▶ **YOUR TASK**
Set down, in full, every record in the block.

(Stored data)
+++++
//! Implementation of `#[interface]`.

use proc_macro::TokenStream;
use proc_macro2::{Group, Ident, Span, TokenStream as TokenStream2, TokenTree};
use quote::{format_ident, quote};
use syn::{
    FnArg, GenericArgument, ItemTrait, LitStr, PathArguments, ReturnType, Signature, Token,
    TraitBoundModifier, TraitItem, TraitItemFn, Type, TypeParamBound,
    parse::{Parse, ParseStream},
    parse_macro_input, parse_quote,
    punctuated::Punctuated,
};

/// Arguments for the `#[interface]` macro.
pub(crate) struct InterfaceArgs {
    pub name: Option<String>,
}

impl Parse for InterfaceArgs {
    fn parse(input: ParseStream) -> syn::Result<Self> {
        let mut name = None;

        while !input.is_empty() {
            let ident: Ident = input.parse()?;
            input.parse::<Token![=]>()?;

            match ident.to_string().as_str() {
                "name" => {
                    let lit: LitStr = input.parse()?;
                    name = Some(lit.value());
                }
                other => {
                    return Err(syn::Error::new(
                        ident.span(),
                        format!("unknown attribute: {}", other),
                    ));
                }
            }

            if input.peek(Token![,]) {
                input.parse::<Token![,]>()?;
            }
        }

        Ok(InterfaceArgs { name })
    }
}

/// A method of the annotated trait, as the generated code needs it.
struct Method {
    ident: Ident,
    params: Vec<Type>,
    output: Option<Type>,
    fallible: bool,
    helper: Option<Ident>,
}
//! Error types for ssh-key-setup

use thiserror::Error;

/// Main error type for ssh-key-setup
#[derive(Debug, Error)]
pub enum KeySetupError {
    /// SSH connection failed
    #[error("SSH connection error: {0}")]
    Connection(String),

    /// Authentication failed (password or key)
    #[error("Authentication failed: {0}")]
    Authentication(String),

    /// Channel could not be opened or a command could not be started
    #[error("SSH channel error: {0}")]
    Channel(String),

    /// Configuration error
    #[error("Configuration error: {0}")]
    Config(String),

    /// IO error
    #[error("IO error: {0}")]
    Io(#[from] std::io::Error),

    /// SSH key parsing error
    #[error("SSH key error: {0}")]
    SshKey(String),
}

/// Result type alias using KeySetupError
pub type Result<T> = std::result::Result<T, KeySetupError>;

/// Coarse classification of a failed run, used for user-facing hints
#[derive(Debug, Clone, Copy, PartialEq, Eq)]
pub enum ErrorKind {
    AuthenticationFailed,
    ConnectionFailed,
    Unknown,
}

impl ErrorKind {
    /// Advisory hint printed next to a failure of this kind
    pub fn hint(self) -> Option<&'static str> {
        match self {
            ErrorKind::AuthenticationFailed => Some("Please check your username and password."),
            ErrorKind::ConnectionFailed => Some("Please check the host and port configuration."),
            ErrorKind::Unknown => None,
        }
    }
}

impl KeySetupError {
    /// Create a connection error from a string
    pub fn connection(msg: impl Into<String>) -> Self {
        KeySetupError::Connection(msg.into())
    }

    /// Create an authentication error from a string
    pub fn auth(msg: impl Into<String>) -> Self {
        KeySetupError::Authentication(msg.into())
    }

    /// Create a channel error from a string
    pub fn channel(msg: impl Into<String>) -> Self {
        KeySetupError::Channel(msg.into())
    }

    /// Create a config error from a string
    pub fn config(msg: impl Into<String>) -> Self {
        KeySetupError::Config(msg.into())
    }

    pub fn kind(&self) -> ErrorKind {
        match self {
            KeySetupError::Authentication(_) => ErrorKind::AuthenticationFailed,
            KeySetupError::Connection(_) => ErrorKind::ConnectionFailed,
            _ => ErrorKind::Unknown,
        }
    }
}
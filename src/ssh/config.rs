//! SSH connection types
//!
//! The remote endpoint and the credentials used to log into it.

use std::fmt;
use std::path::{Path, PathBuf};

/// Remote endpoint of a login: host, port and user
#[derive(Debug, Clone, PartialEq, Eq)]
pub struct ConnectionTarget {
    host: String,
    port: u16,
    username: String,
}

impl ConnectionTarget {
    pub fn new(host: impl Into<String>, port: u16, username: impl Into<String>) -> Self {
        Self {
            host: host.into(),
            port,
            username: username.into(),
        }
    }

    pub fn host(&self) -> &str {
        &self.host
    }

    pub fn port(&self) -> u16 {
        self.port
    }

    pub fn username(&self) -> &str {
        &self.username
    }

    /// `user@host`, as understood by the OpenSSH client
    pub fn destination(&self) -> String {
        format!("{}@{}", self.username, self.host)
    }
}

impl fmt::Display for ConnectionTarget {
    fn fmt(&self, f: &mut fmt::Formatter<'_>) -> fmt::Result {
        write!(f, "{}@{}:{}", self.username, self.host, self.port)
    }
}

/// Credentials for the password session
#[derive(Clone)]
pub struct Credentials {
    /// Password for password authentication
    pub password: String,

    /// Path to a private key tried when the password is rejected
    pub private_key: Option<PathBuf>,
}

impl Credentials {
    /// Password-only credentials
    pub fn password(password: impl Into<String>) -> Self {
        Self {
            password: password.into(),
            private_key: None,
        }
    }

    /// Add a private key file (path, not content)
    pub fn with_private_key(mut self, path: impl AsRef<Path>) -> Self {
        self.private_key = Some(path.as_ref().to_path_buf());
        self
    }
}

impl fmt::Debug for Credentials {
    fn fmt(&self, f: &mut fmt::Formatter<'_>) -> fmt::Result {
        f.debug_struct("Credentials")
            .field("password", &"<redacted>")
            .field("private_key", &self.private_key)
            .finish()
    }
}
+++++
▶ **ANSWER TO THE EXERCISE**
//! Implementation of `#[interface]`.

use proc_macro::TokenStream;
use proc_macro2::{Group, Ident, Span, TokenStream as TokenStream2, TokenTree};
use quote::{format_ident, quote};
use syn::{
    FnArg, GenericArgument, ItemTrait, LitStr, PathArguments, ReturnType, Signature, Token,
    TraitBoundModifier, TraitItem, TraitItemFn, Type, TypeParamBound,
    parse::{Parse, ParseStream},
    parse_macro_input, parse_quote,
    punctuated::Punctuated,
};

/// Arguments for the `#[interface]` macro.
pub(crate) struct InterfaceArgs {
    pub name: Option<String>,
}

impl Parse for InterfaceArgs {
    fn parse(input: ParseStream) -> syn::Result<Self> {
        let mut name = None;

        while !input.is_empty() {
            let ident: Ident = input.parse()?;
            input.parse::<Token![=]>()?;

            match ident.to_string().as_str() {
                "name" => {
                    let lit: LitStr = input.parse()?;
                    name = Some(lit.value());
                }
                other => {
                    return Err(syn::Error::new(
                        ident.span(),
                        format!("unknown attribute: {}", other),
                    ));
                }
            }

            if input.peek(Token![,]) {
                input.parse::<Token![,]>()?;
            }
        }

        Ok(InterfaceArgs { name })
    }
}

/// A method of the annotated trait, as the generated code needs it.
struct Method {
    ident: Ident,
    params: Vec<Type>,
    output: Option<Type>,
    fallible: bool,
    helper: Option<Ident>,
}
//! Error types for ssh-key-setup

use thiserror::Error;

/// Main error type for ssh-key-setup
#[derive(Debug, Error)]
pub enum KeySetupError {
    /// SSH connection failed
    #[error("SSH connection error: {0}")]
    Connection(String),

    /// Authentication failed (password or key)
    #[error("Authentication failed: {0}")]
    Authentication(String),

    /// Channel could not be opened or a command could not be started
    #[error("SSH channel error: {0}")]
    Channel(String),

    /// Configuration error
    #[error("Configuration error: {0}")]
    Config(String),

    /// IO error
    #[error("IO error: {0}")]
    Io(#[from] std::io::Error),

    /// SSH key parsing error
    #[error("SSH key error: {0}")]
    SshKey(String),
}

/// Result type alias using KeySetupError
pub type Result<T> = std::result::Result<T, KeySetupError>;

/// Coarse classification of a failed run, used for user-facing hints
#[derive(Debug, Clone, Copy, PartialEq, Eq)]
pub enum ErrorKind {
    AuthenticationFailed,
    ConnectionFailed,
    Unknown,
}

impl ErrorKind {
    /// Advisory hint printed next to a failure of this kind
    pub fn hint(self) -> Option<&'static str> {
        match self {
            ErrorKind::AuthenticationFailed => Some("Please check your username and password."),
            ErrorKind::ConnectionFailed => Some("Please check the host and port configuration."),
            ErrorKind::Unknown => None,
        }
    }
}

impl KeySetupError {
    /// Create a connection error from a string
    pub fn connection(msg: impl Into<String>) -> Self {
        KeySetupError::Connection(msg.into())
    }

    /// Create an authentication error from a string
    pub fn auth(msg: impl Into<String>) -> Self {
        KeySetupError::Authentication(msg.into())
    }

    /// Create a channel error from a string
    pub fn channel(msg: impl Into<String>) -> Self {
        KeySetupError::Channel(msg.into())
    }

    /// Create a config error from a string
    pub fn config(msg: impl Into<String>) -> Self {
        KeySetupError::Config(msg.into())
    }

    pub fn kind(&self) -> ErrorKind {
        match self {
            KeySetupError::Authentication(_) => ErrorKind::AuthenticationFailed,
            KeySetupError::Connection(_) => ErrorKind::ConnectionFailed,
            _ => ErrorKind::Unknown,
        }
    }
}
filename src/ssh/config.rs
//! SSH connection types
//!
//! The remote endpoint and the credentials used to log into it.

use std::fmt;
use std::path::{Path, PathBuf};

/// Remote endpoint of a login: host, port and user
#[derive(Debug, Clone, PartialEq, Eq)]
pub struct ConnectionTarget {
    host: String,
    port: u16,
    username: String,
}

impl ConnectionTarget {
    pub fn new(host: impl Into<String>, port: u16, username: impl Into<String>) -> Self {
        Self {
            host: host.into(),
            port,
            username: username.into(),
        }
    }

    pub fn host(&self) -> &str {
        &self.host
    }

    pub fn port(&self) -> u16 {
        self.port
    }

    pub fn username(&self) -> &str {
        &self.username
    }

    /// `user@host`, as understood by the OpenSSH client
    pub fn destination(&self) -> String {
        format!("{}@{}", self.username, self.host)
    }
}

impl fmt::Display for ConnectionTarget {
    fn fmt(&self, f: &mut fmt::Formatter<'_>) -> fmt::Result {
        write!(f, "{}@{}:{}", self.username, self.host, self.port)
    }
}

/// Credentials for the password session
#[derive(Clone)]
pub struct Credentials {
    /// Password for password authentication
    pub password: String,

    /// Path to a private key tried when the password is rejected
    pub private_key: Option<PathBuf>,
}

impl Credentials {
    /// Password-only credentials
    pub fn password(password: impl Into<String>) -> Self {
        Self {
            password: password.into(),
            private_key: None,
        }
    }

    /// Add a private key file (path, not content)
    pub fn with_private_key(mut self, path: impl AsRef<Path>) -> Self {
        self.private_key = Some(path.as_ref().to_path_buf());
        self
    }
}

impl fmt::Debug for Credentials {
    fn fmt(&self, f: &mut fmt::Formatter<'_>) -> fmt::Result {
        f.debug_struct("Credentials")
            .field("password", &"<redacted>")
            .field("private_key", &self.private_key)
            .finish()
    }
}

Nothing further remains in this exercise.